Researchers Study Charlotte’s “Green Mystery”

Charlotte, N.C., which has experienced dynamic urban growth without losing all the pastoral charms of the North Carolina piedmont, may offer scientists an ideal living laboratory to study what makes a “human-dominated ecosystem” tick. Researchers at UNC Charlotte, led by Ross Meentemeyer, Geography and Earth Sciences, have been awarded $300,000 by NSF’s Urban Long-Term Research Areas Exploratory Research Projects (ULTRA-EX) competition to study Charlotte’s complex urban environment.

Charlotte is a rapidly growing city. Charlotte is also a green city. Some people might see that as a contradiction.

In Charlotte, there are wooded lots and remnant farms plots almost in the shadow of the towers of the nation’s second largest financial center. Social scientists find the co-existence of strong urban growth and persistent green areas puzzling. The National Science Foundation thinks that Charlotte’s complex environment might make an interesting site for long-term research in urban growth and sustainability.

Researchers at UNC Charlotte, led by Ross Meentemeyer, Geography and Earth Sciences, have been awarded $300,000 by NSF’s Urban Long-Term Research Areas Exploratory Research Projects (ULTRA-EX) competition – one of 17 national awards given for pilot urban research projects. The exploratory projects are research trials that may lead to the later award of an ULTRA site – the establishment of a long-term study site with major NSF funding for urban-environment research.

Charlotte, which has experienced dynamic urban growth without losing all the pastoral charms of the North Carolina piedmont, may offer scientists an ideal living laboratory to study what makes a “human-dominated ecosystem” tick.

“We have the opportunity to track and understand what is going on because we are catching Charlotte early enough in its growth trajectory,” said Meentemeyer, the ULTRA-EX grant’s principal investigator.

“Because of that we have a chance to determine if there are possibilities for alternative futures for Charlotte. Charlotte might be one of the best examples of a city projected to grow so fast and so big — we have a unique opportunity here to watch development,” Meentemeyer said.

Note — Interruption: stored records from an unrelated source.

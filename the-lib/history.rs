//! Commit-by-commit history of a line range.
//!
//! The line-range log prints one block per commit, newest first. Each block
//! starts with a `commit <id>` marker line, carries some metadata and then the
//! patch that commit applied to the range. [`split_log`] turns that output
//! into one [`PatchUnit`] per commit without reordering anything: the order
//! is whatever the version control tool printed.

use std::{
  fmt,
  path::Path,
};

use crate::{
  error::{
    Error,
    Query,
    Result,
  },
  hunk::{
    self,
    EditHunk,
    LineKind,
  },
  range::LineRange,
  source::HistorySource,
};

/// Marker token that opens every commit block of the log output.
pub const COMMIT_MARKER: &str = "commit ";

/// Where the change described by a [`PatchUnit`] came from.
#[derive(Debug, Clone, PartialEq, Eq)]
pub enum Origin {
  /// Edits in the working copy that were never committed.
  Uncommitted,
  Commit {
    id:      String,
    /// First line of the commit message, if the log printed one.
    summary: Option<String>,
  },
}

impl fmt::Display for Origin {
  fn fmt(&self, f: &mut fmt::Formatter<'_>) -> fmt::Result {
    match self {
      Self::Uncommitted => f.write_str("uncommitted changes"),
      Self::Commit { id, summary } => {
        let short = id.get(..12).unwrap_or(id);
        match summary {
          Some(summary) => write!(f, "{short} {summary}"),
          None => f.write_str(short),
        }
      },
    }
  }
}

/// The change between one state of a region and the next newer one.
///
/// Units are immutable once built and can be inspected freely while a walk
/// consumes its own copies.
#[derive(Debug, Clone, PartialEq, Eq)]
pub struct PatchUnit {
  /// Position in the walk, 0 being the most recent change.
  pub rank:   usize,
  pub origin: Origin,
  pub hunks:  Vec<EditHunk>,
}

impl PatchUnit {
  pub fn new(rank: usize, origin: Origin, hunks: Vec<EditHunk>) -> Self {
    Self {
      rank,
      origin,
      hunks,
    }
  }

  /// Number of (added, removed) lines.
  pub fn stats(&self) -> (usize, usize) {
    self
      .hunks
      .iter()
      .fold((0, 0), |(added, removed), hunk| {
        match hunk.kind {
          LineKind::Added => (added + hunk.lines.len(), removed),
          LineKind::Removed => (added, removed + hunk.lines.len()),
          LineKind::Context => (added, removed),
        }
      })
  }
}

/// Queries the line-range log for `range` (in HEAD coordinates) and splits it
/// into patch units, newest first.
///
/// An empty result is not an error: the range has no committed history.
pub fn build_history<S>(source: &S, file: &Path, range: LineRange) -> Result<Vec<PatchUnit>>
where
  S: HistorySource + ?Sized,
{
  let raw = source.line_log(file, range)?;
  let units = split_log(&raw)?;
  log::debug!(
    "{} commits touched lines {range} of {}",
    units.len(),
    file.display()
  );
  Ok(units)
}

/// Splits raw line-range log output into one [`PatchUnit`] per commit block.
///
/// Units are ranked from 0 in output order. Commit blocks without any hunk
/// are skipped.
pub fn split_log(raw: &str) -> Result<Vec<PatchUnit>> {
  let mut units = Vec::new();
  let mut blocks = CommitBlocks::new(raw);

  for block in &mut blocks {
    let mut hunks: Vec<EditHunk> = Vec::new();
    for diff in hunk::parse_blocks(block.body, Query::LineLog)? {
      for run in diff.hunks {
        for line in run.lines {
          hunk::push_line(&mut hunks, run.kind, line);
        }
      }
    }

    if hunks.is_empty() {
      log::debug!("commit {} carries no hunk for the range", block.id);
      continue;
    }

    let origin = Origin::Commit {
      id:      block.id.to_owned(),
      summary: summary(block.body),
    };
    units.push(PatchUnit::new(units.len(), origin, hunks));
  }

  if blocks.saw_marker || raw.trim().is_empty() {
    Ok(units)
  } else {
    Err(Error::query_failed(
      Query::LineLog,
      "no commit marker in log output",
    ))
  }
}

/// First indented line after the commit header, which is where the log puts
/// the message subject.
fn summary(body: &str) -> Option<String> {
  body
    .lines()
    .take_while(|line| !line.starts_with("diff ") && !line.starts_with("@@"))
    .find_map(|line| line.strip_prefix("    "))
    .map(|line| line.trim().to_owned())
    .filter(|line| !line.is_empty())
}

struct CommitBlock<'a> {
  id:   &'a str,
  /// Everything after the marker line up to the next marker.
  body: &'a str,
}

/// Iterator over the commit blocks of log output.
struct CommitBlocks<'a> {
  rest:       &'a str,
  saw_marker: bool,
}

impl<'a> CommitBlocks<'a> {
  fn new(raw: &'a str) -> Self {
    Self {
      rest:       raw,
      saw_marker: false,
    }
  }
}

impl<'a> Iterator for CommitBlocks<'a> {
  type Item = CommitBlock<'a>;

  fn next(&mut self) -> Option<Self::Item> {
    let start = find_marker(self.rest)?;
    self.saw_marker = true;

    let after_marker = &self.rest[start + COMMIT_MARKER.len()..];
    let (header, body_and_rest) = after_marker.split_once('\n').unwrap_or((after_marker, ""));
    // decorations such as `(HEAD -> main)` may follow the id
    let id = header.split_whitespace().next().unwrap_or_default();

    let end = find_marker(body_and_rest).unwrap_or(body_and_rest.len());
    let body = &body_and_rest[..end];
    self.rest = &body_and_rest[end..];
    Some(CommitBlock { id, body })
  }
}

/// Byte offset of the first line that starts with the commit marker. Message
/// text and hunk content are always indented or prefixed, so they never match.
fn find_marker(text: &str) -> Option<usize> {
  let mut offset = 0;
  for line in text.split_inclusive('\n') {
    if line.starts_with(COMMIT_MARKER) {
      return Some(offset);
    }
    offset += line.len();
  }
  None
}

/// Every older state of a region, newest first, without consuming anything.
///
/// Each unit's older side is independent of the others, so browsing never
/// needs an active walk.
pub fn states<'a>(
  units: impl IntoIterator<Item = &'a PatchUnit>,
) -> impl Iterator<Item = (&'a PatchUnit, String)> {
  units
    .into_iter()
    .map(|unit| (unit, crate::patch::apply(unit)))
}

Meentemeyer, a landscape ecologist and Executive Director of UNC Charlotte’s Center for Applied Geographic Information Science, heads the inter-disciplinary research team. Other members of the research group are Jean-Claude Thill, Knight Distinguished Professor of Geography and Earth Sciences at UNC Charlotte, who is an authority on urban systems and modeling; William Ribarsky, Chair of the Department of Computer Science and Director of the Charlotte Visualization Center; Chunhua Wang, an environmental economist from the Renaissance Computing Institute branch at UNC Charlotte; and Todd BenDor, assistant professor in the Department of City & Regional Planning at UNC Chapel Hill and an authority on land use planning and public policy.

While the project will perform basic research on urban dynamics and links between economic and environmental sustainability, the science will be tied to real life issues and will closely involve the ongoing work of local agencies and land management professionals.

The Charlotte ULTRA exploratory project will focus particularly on the issue of the “persistence” of forest and farm lands within the urban boundaries. In Meentemeyer’s words, the project aims to answer the essential question: “Hidden in Charlotte’s current dynamic urban environment, are there alternative futures for growth where urbanization, forest and working lands can co-exist in an economic and environmentally sustainable fashion?”

At the heart of the project is a two-year plan to develop a complex and sophisticated computer model that will allow the researchers and land planning partners to examine such “alternative futures” that might result from a wide variety of new variables – new laws and regulations, changing economic, political or environmental conditions, or emerging social and cultural forces.